Dienstag, November 04, 2003

Die Glorifizierung des Anti-Helden
Selten habe ich einen Film gesehen, auf den das Attribut "gewaltverherrlichend" so zutreffend war, wie auf "Payback - Zahltag" mit Mel Gibson in der Hauptrolle, der gestern im ZDF lief. Der gläubige Katholik Gibson scheint keinerlei Skrupel gehabt zu haben, in diesem Film mitzumachen, wo ihm doch spätestens bei der Premiere die Schamesröte ins Gesicht hätte steigen sollen. Der von Gibson gespielte Hauptdarsteller Porter ist auf der Jagd nach 70 000 Dollar, die ihm ein Kumpel -bezeichnenderweise eine Sado-Masochist- nach einem Raubüberfall mit Gewalt abnimmt. Porter mordet bei der Jagd nach dem Geld in der Manier eines zynischen und gewissenlosen Mörders, bei dem die Ermordung eines Menschen einer Alltagsverrichtung gleichkommt. Die Gewaltanwendung dieses Films ist keineswegs vergleichbar mit der etwa der Dirty-Harry-Filme, wo die Clint-Eastwood-Figur Gewalt anwendet, um das Recht zu verteidigen. Entgegen der üblichen Weisheit "Gewalt löst keine Probleme" zeigt die Figur des Polizisten Callahan, genannt "Dirty Harry", dass Gewalt sehr wohl Probleme lösen kann. Dazu bedarf es selbstverständlich klarer Prinzipien, die legitime von illegitimer Gewalt unterscheidet.

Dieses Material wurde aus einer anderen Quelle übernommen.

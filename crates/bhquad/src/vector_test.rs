use approx::assert_relative_eq;

use crate::error::ArithmeticError;
use crate::vector::Vector2;

#[test]
fn test_arithmetic_returns_new_values() {
    let a = Vector2::new(1.0, 2.0);
    let b = Vector2::new(3.0, -1.0);

    assert_eq!(a + b, Vector2::new(4.0, 1.0));
    assert_eq!(a - b, Vector2::new(-2.0, 3.0));
    assert_eq!(-a, Vector2::new(-1.0, -2.0));
    assert_eq!(a.scale(3.0), Vector2::new(3.0, 6.0));
    assert_eq!(2.0 * b, Vector2::new(6.0, -2.0));

    // Operands are untouched
    assert_eq!(a, Vector2::new(1.0, 2.0));
    assert_eq!(b, Vector2::new(3.0, -1.0));
}

#[test]
fn test_divide() {
    let v = Vector2::new(3.0, -6.0);
    assert_eq!(v.divide(3.0).unwrap(), Vector2::new(1.0, -2.0));
}

#[test]
fn test_divide_by_zero_fails() {
    let err = Vector2::new(1.0, 1.0).divide(0.0).unwrap_err();
    assert!(matches!(err, ArithmeticError::DivisionByZero { .. }));
}

#[test]
fn test_dominance_requires_both_components() {
    let origin = Vector2::zeros();
    let p = Vector2::new(1.0, -1.0);

    assert!(!p.dominates(&origin));
    assert!(!p.dominated_by(&origin));

    let q = Vector2::new(1.0, 0.0);
    assert!(q.dominates(&origin));
    assert!(origin.dominated_by(&q));
}

#[test]
fn test_dominance_is_inclusive() {
    let p = Vector2::new(2.0, 5.0);
    assert!(p.dominates(&p));
    assert!(p.dominated_by(&p));
}

#[test]
fn test_distance() {
    let a = Vector2::new(1.0, 1.0);
    let b = Vector2::new(4.0, 5.0);

    assert_relative_eq!(a.distance_to(&b), 5.0);
    assert_relative_eq!(b.distance_to(&a), 5.0);
    assert_eq!(a.distance_to(&a), 0.0);
}

#[test]
fn test_sum_of_vectors() {
    let parts = [
        Vector2::new(1.0, 0.0),
        Vector2::new(0.0, 2.0),
        Vector2::new(-0.5, 0.5),
    ];

    let by_ref: Vector2 = parts.iter().sum();
    let by_value: Vector2 = parts.into_iter().sum();

    assert_eq!(by_ref, Vector2::new(0.5, 2.5));
    assert_eq!(by_value, by_ref);
}

#[test]
fn test_serializes_as_pair() {
    let v = Vector2::new(1.5, -2.0);
    let json = serde_json::to_string(&v).unwrap();
    assert_eq!(json, "[1.5,-2.0]");
}
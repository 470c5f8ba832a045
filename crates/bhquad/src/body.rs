use std::hash::{Hash, Hasher};

use serde::{Deserialize, Serialize};

use crate::error::{NbodyError, Result};
use crate::quadtree::{AccelerationSink, Massive};
use crate::vector::Vector2;

#[derive(Debug, Clone, Copy, PartialEq, Eq, Hash, PartialOrd, Ord, Serialize, Deserialize)]
#[serde(transparent)]
pub struct BodyId(pub u32);

/// A point-mass particle advanced by the two-step position-Verlet method.
///
/// There is no velocity state: the previous and current positions together
/// carry it. Force evaluations push partial accelerations into a scratch list
/// that [`Body::advance`] sums and clears once per timestep.
///
/// Two bodies are equal iff their ids are equal, regardless of mass or
/// position. The tree relies on this to skip self-interaction.
#[derive(Debug, Clone)]
pub struct Body {
    id: BodyId,
    mass: f64,
    previous_position: Vector2,
    position: Vector2,
    pending_accelerations: Vec<Vector2>,
}

impl Body {
    /// Creates a body from its mass and its positions at the previous and
    /// current timesteps.
    ///
    /// # Errors
    ///
    /// * [`NbodyError::InvalidMass`] if `mass` is not strictly positive and finite
    /// * [`NbodyError::InvalidParameter`] if either position is non-finite
    ///
    /// # Examples
    ///
    /// ```rust
    /// use bhquad::body::{Body, BodyId};
    /// use bhquad::vector::Vector2;
    ///
    /// let body = Body::new(BodyId(0), 1.0, Vector2::new(0.0, 0.0), Vector2::new(0.1, 0.0)).unwrap();
    /// assert_eq!(body.position(), Vector2::new(0.1, 0.0));
    /// ```
    pub fn new(
        id: BodyId,
        mass: f64,
        previous_position: Vector2,
        position: Vector2,
    ) -> Result<Self> {
        if !(mass.is_finite() && mass > 0.0) {
            return Err(NbodyError::InvalidMass { id, mass });
        }
        if !previous_position.is_finite() || !position.is_finite() {
            return Err(NbodyError::InvalidParameter(format!(
                "body {id:?} has non-finite position {previous_position} -> {position}"
            )));
        }

        Ok(Self {
            id,
            mass,
            previous_position,
            position,
            pending_accelerations: Vec::new(),
        })
    }

    /// Creates a body from a position and velocity.
    ///
    /// The previous position is set to `position - velocity * h`, which is
    /// the consistent starting point for the Verlet recurrence with step `h`.
    pub fn from_velocity(
        id: BodyId,
        mass: f64,
        position: Vector2,
        velocity: Vector2,
        h: f64,
    ) -> Result<Self> {
        if !(h.is_finite() && h > 0.0) {
            return Err(NbodyError::InvalidParameter(format!(
                "time step must be positive, got {h}"
            )));
        }
        Self::new(id, mass, position - velocity * h, position)
    }

    pub fn id(&self) -> BodyId {
        self.id
    }

    pub fn mass(&self) -> f64 {
        self.mass
    }

    pub fn position(&self) -> Vector2 {
        self.position
    }

    pub fn previous_position(&self) -> Vector2 {
        self.previous_position
    }

    /// Contributions accumulated since the last [`Body::advance`].
    pub fn pending_accelerations(&self) -> &[Vector2] {
        &self.pending_accelerations
    }

    /// Appends one partial acceleration for the current timestep.
    pub fn add_acceleration(&mut self, a: Vector2) {
        self.pending_accelerations.push(a);
    }

    /// Sum of all pending contributions.
    ///
    /// Contributions from distinct sources add; they are never averaged.
    pub fn net_acceleration(&self) -> Vector2 {
        self.pending_accelerations.iter().sum()
    }

    /// Drops pending contributions without moving the body.
    pub fn clear_accelerations(&mut self) {
        self.pending_accelerations.clear();
    }

    /// Advances the body by one timestep of size `h`.
    ///
    /// Applies `x(t+h) = 2 x(t) - x(t-h) + h^2 a(t)` with `a(t)` the sum of
    /// pending contributions, shifts the position history, and clears the
    /// accumulator. With nothing pending the body coasts.
    ///
    /// # Examples
    ///
    /// ```rust
    /// use bhquad::body::{Body, BodyId};
    /// use bhquad::vector::Vector2;
    ///
    /// let mut body = Body::new(BodyId(0), 1.0, Vector2::new(0.0, 0.0), Vector2::new(1.0, 0.0)).unwrap();
    /// body.advance(1.0);
    /// assert_eq!(body.position(), Vector2::new(2.0, 0.0));
    /// assert_eq!(body.previous_position(), Vector2::new(1.0, 0.0));
    /// ```
    pub fn advance(&mut self, h: f64) {
        let net = self.net_acceleration();
        let next = self.position * 2.0 - self.previous_position + net * (h * h);
        self.previous_position = self.position;
        self.position = next;
        self.pending_accelerations.clear();
    }

    /// Backward-difference velocity estimate `(x(t) - x(t-h)) / h`.
    pub fn velocity(&self, h: f64) -> Result<Vector2> {
        Ok((self.position - self.previous_position).divide(h)?)
    }

    pub fn momentum(&self, h: f64) -> Result<Vector2> {
        Ok(self.velocity(h)? * self.mass)
    }

    pub fn kinetic_energy(&self, h: f64) -> Result<f64> {
        Ok(0.5 * self.mass * self.velocity(h)?.magnitude_squared())
    }

    /// Copyable snapshot of the body's current mass and position.
    pub fn point_mass(&self) -> PointMass {
        PointMass {
            id: self.id,
            mass: self.mass,
            position: self.position,
        }
    }
}

impl PartialEq for Body {
    fn eq(&self, other: &Self) -> bool {
        self.id == other.id
    }
}

impl Eq for Body {}

impl Hash for Body {
    fn hash<H: Hasher>(&self, state: &mut H) {
        self.id.hash(state);
    }
}

impl Massive for Body {
    fn id(&self) -> BodyId {
        self.id
    }

    fn position(&self) -> Vector2 {
        self.position
    }

    fn mass(&self) -> f64 {
        self.mass
    }
}

impl AccelerationSink for Body {
    fn add_acceleration(&mut self, a: Vector2) {
        Body::add_acceleration(self, a);
    }
}

/// Mass and position of a body frozen at one instant.
///
/// Trees are built over these snapshots so the bodies themselves stay free
/// to be mutably borrowed while contributions are pushed into them.
#[derive(Debug, Clone, Copy, PartialEq)]
pub struct PointMass {
    pub id: BodyId,
    pub mass: f64,
    pub position: Vector2,
}

impl Massive for PointMass {
    fn id(&self) -> BodyId {
        self.id
    }

    fn position(&self) -> Vector2 {
        self.position
    }

    fn mass(&self) -> f64 {
        self.mass
    }
}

"Payback" präsentiert uns hingegen eine Gesellschaft von Raubtieren, wo Menschen, die einer ehrlichen Beschäftigung nachgehen, nur Randfiguren sind, die den Räubern schutzlos ausgeliefert sind. Die Gewalt ist immer und überall präsent, jederzeit aktivierbar, um irgendeinem, willkürlich gewähltem Zweck zu dienen. Typisch die Bemerkung Porters, als er auf zwei korrupte Polizisten trifft: "Korrupte Cops! Gibt es überhaupt noch andere?" Eine der wenigen emotional entspannenden Szenen des Films zeigt uns immerhin, wie die Dienstaufsicht diese beiden Polizisten festnimmt. Der Film muss einen schockierten Zuschauer zurücklassen, der sich nur wünschen kann, in einer solchen Gesellschaft niemals leben zu müssen. Schockierend aber auch die Erkenntnis, dass die Kulturindustrie Amerikas derartige Filme absondert, offenbar in dem Glauben, eine entsprechende Nachfrage bedienen zu müssen.